Not sure if and when I’ll have the energy to attempt a more comprehensive synthesis of this entire year, or should I even attempt, after the 57 blog posts

And here we are, T-6 weeks to go until graduation, according to the nerve-wrecking countdown drumbeat I decided to keep in our weekly mailings and class meetings this quarter, against classmate outcry and complaints of increasing depression. Which in turn means, this is the last quarter summary in this yearbook, and the only one written without the benefit of the hindsight of how it all ended. On the other hand – if this book didn’t go to print tomorrow, you would not have received it by graduation. In a word – Spring which in nature often means the time of birth or the new awakening, tends to be in school life about mounting pressures everywhere and air thick of the upcoming conclusion.

As predicted after the last joint classroom moment in Winter, some of us Sloans barely see each other now. The last remaining core class, Operations, is broken into no less than six sections. Six! This is more than how many names of our classmates we knew just a year ago. And also the number of items in a pack several male classmates carried on their belly… never mind, I’m rambling now.

As a counterbalance we beat the world record of Social Chairs, electing some 10% of the students to fill that role. With several Partner officers also on board, they are now enough to fill an entire bus of their own to trek between events. And a bus they need, as we’re out and about – mini golfing, go karting, boating, beaching (I apologise, this is not a word, despite of the potentially vaguely familiar pronunciation), clubbing, gambling and who-knows-what-elseing as it is not all over yet. (Yes, we keep telling ourselves that, every day.)

Sorry. Focus. Spring. Back to school, still. Electives-wise, many of us already almost hit the number of units required for graduation by the end of last quarter and can take it easier with some 10-12 units and “free” time to deal with job hunting or just extracting the last of all the benefits this campus has to offer. The smartest amongst us have disguised the latter as academic units in themselves – the Golf, Swimming, Tennis and other potentially sweaty curricula must be seeing their peak Sloan participation of the year.

And then the slightly less smart, like your’s truly, a’re still struggling with around 20 units of fully non-physical academic load despite of the +32C degree (side remark: this means is somewhat less than 100F, but unfortunately that one thing I have not fully learned this year) weather, overly air conditioned classrooms that freeze your toes in flip-flops (another required translation: “thongs”, for those from Down Under).

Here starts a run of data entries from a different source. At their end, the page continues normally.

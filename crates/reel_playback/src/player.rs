//! Timeline player: the orchestrator tying clock, cursor, boundary policy and
//! transport together.
//!
//! A [`TimelinePlayer`] is a cheap handle that can be cloned across threads.
//! All mutable state sits behind one mutex that the tick and every public
//! operation share. Subscribers are always called after that mutex has been
//! released, so they may call back into the player.
//!
//! Lock order is player, then transport. Transport transitions that happen
//! during a tick are deferred and published once the player lock is dropped.

use parking_lot::Mutex;
use serde::{Deserialize, Serialize};
use std::fmt;
use std::sync::{Arc, Weak};

use crate::boundary::{resolve_boundary, PlaybackDirection, PlaybackMode};
use crate::clock::{MonotonicTime, TimeSource, VirtualClock};
use crate::config::PlaybackConfig;
use crate::cursor::EventBatch;
use crate::diagnostics::{PlaybackCounters, PlaybackDiagnostics};
use crate::error::{PlaybackError, Result};
use crate::observer::{Subscribers, SubscriptionId};
use crate::scheduler::{ThreadScheduler, TickScheduler};
use crate::sequence::{EventSequence, TimedEvent};
use crate::speed::SpeedPreset;
use crate::stepper::TimelineStepper;
use crate::timeline::SeekableTimeline;
use crate::transport::{PlaybackTransport, TransportState};

/// Player state as seen by consumers.
#[derive(Clone, Copy, Debug, Default, PartialEq, Eq, Hash, Serialize, Deserialize)]
#[serde(rename_all = "snake_case")]
pub enum PlayerState {
    /// Not started, stopped, or repositioned after finishing.
    #[default]
    Idle,
    Playing,
    Paused,
    /// Reached a boundary in `Once` mode.
    Finished,
}

impl From<TransportState> for PlayerState {
    fn from(state: TransportState) -> Self {
        match state {
            TransportState::Idle => Self::Idle,
            TransportState::Playing => Self::Playing,
            TransportState::Paused => Self::Paused,
        }
    }
}

impl fmt::Display for PlayerState {
    fn fmt(&self, f: &mut fmt::Formatter<'_>) -> fmt::Result {
        match self {
            Self::Idle => f.write_str("idle"),
            Self::Playing => f.write_str("playing"),
            Self::Paused => f.write_str("paused"),
            Self::Finished => f.write_str("finished"),
        }
    }
}

#[derive(Clone, Copy, Debug, PartialEq, Eq, Hash)]
enum Channel {
    Event,
    Progress,
    State,
    Loop,
}

/// Handle for removing a subscriber with [`TimelinePlayer::unsubscribe`].
#[derive(Clone, Copy, Debug, PartialEq, Eq, Hash)]
pub struct Subscription {
    channel: Channel,
    id: SubscriptionId,
}

struct PlayerCore<E> {
    timeline: SeekableTimeline<E>,
    direction: PlaybackDirection,
    mode: PlaybackMode,
    finished: bool,
    counters: PlaybackCounters,
}

impl<E: TimedEvent> PlayerCore<E> {
    fn progress(&self) -> f64 {
        self.timeline.progress(self.direction)
    }

    /// Clear the finished flag, returning whether it was set.
    fn unfinish(&mut self) -> bool {
        std::mem::replace(&mut self.finished, false)
    }
}

/// What a tick produced, delivered after the lock is released.
struct TickOutcome {
    batch: EventBatch,
    progress: f64,
    loop_count: Option<u64>,
    finished: bool,
}

struct PlayerShared<E> {
    core: Mutex<PlayerCore<E>>,
    transport: PlaybackTransport,
    events: EventSequence<E>,
    on_event: Subscribers<E>,
    on_progress: Subscribers<f64>,
    on_state: Subscribers<PlayerState>,
    on_loop: Subscribers<u64>,
}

Oh, and the big news is out – Stanford’s PR machine rolled out, on the web and through channels like Financial Times, the first unveiling of the freshly re-coined Stanford Graduate School of Business MSx Program for Experienced Leaders. Which in turn settles for good that ages-old back and forth between of all Sloan Fellows to date, of who can call themselves the “Best Sloan Class Ever”. In my humble opinion that must have gotten somewhat repetitive and annoying for all outsiders anyway.

So it does concludes with this Spring Quarter 2013:

 

We are the Last Stanford Sloan Class Ever.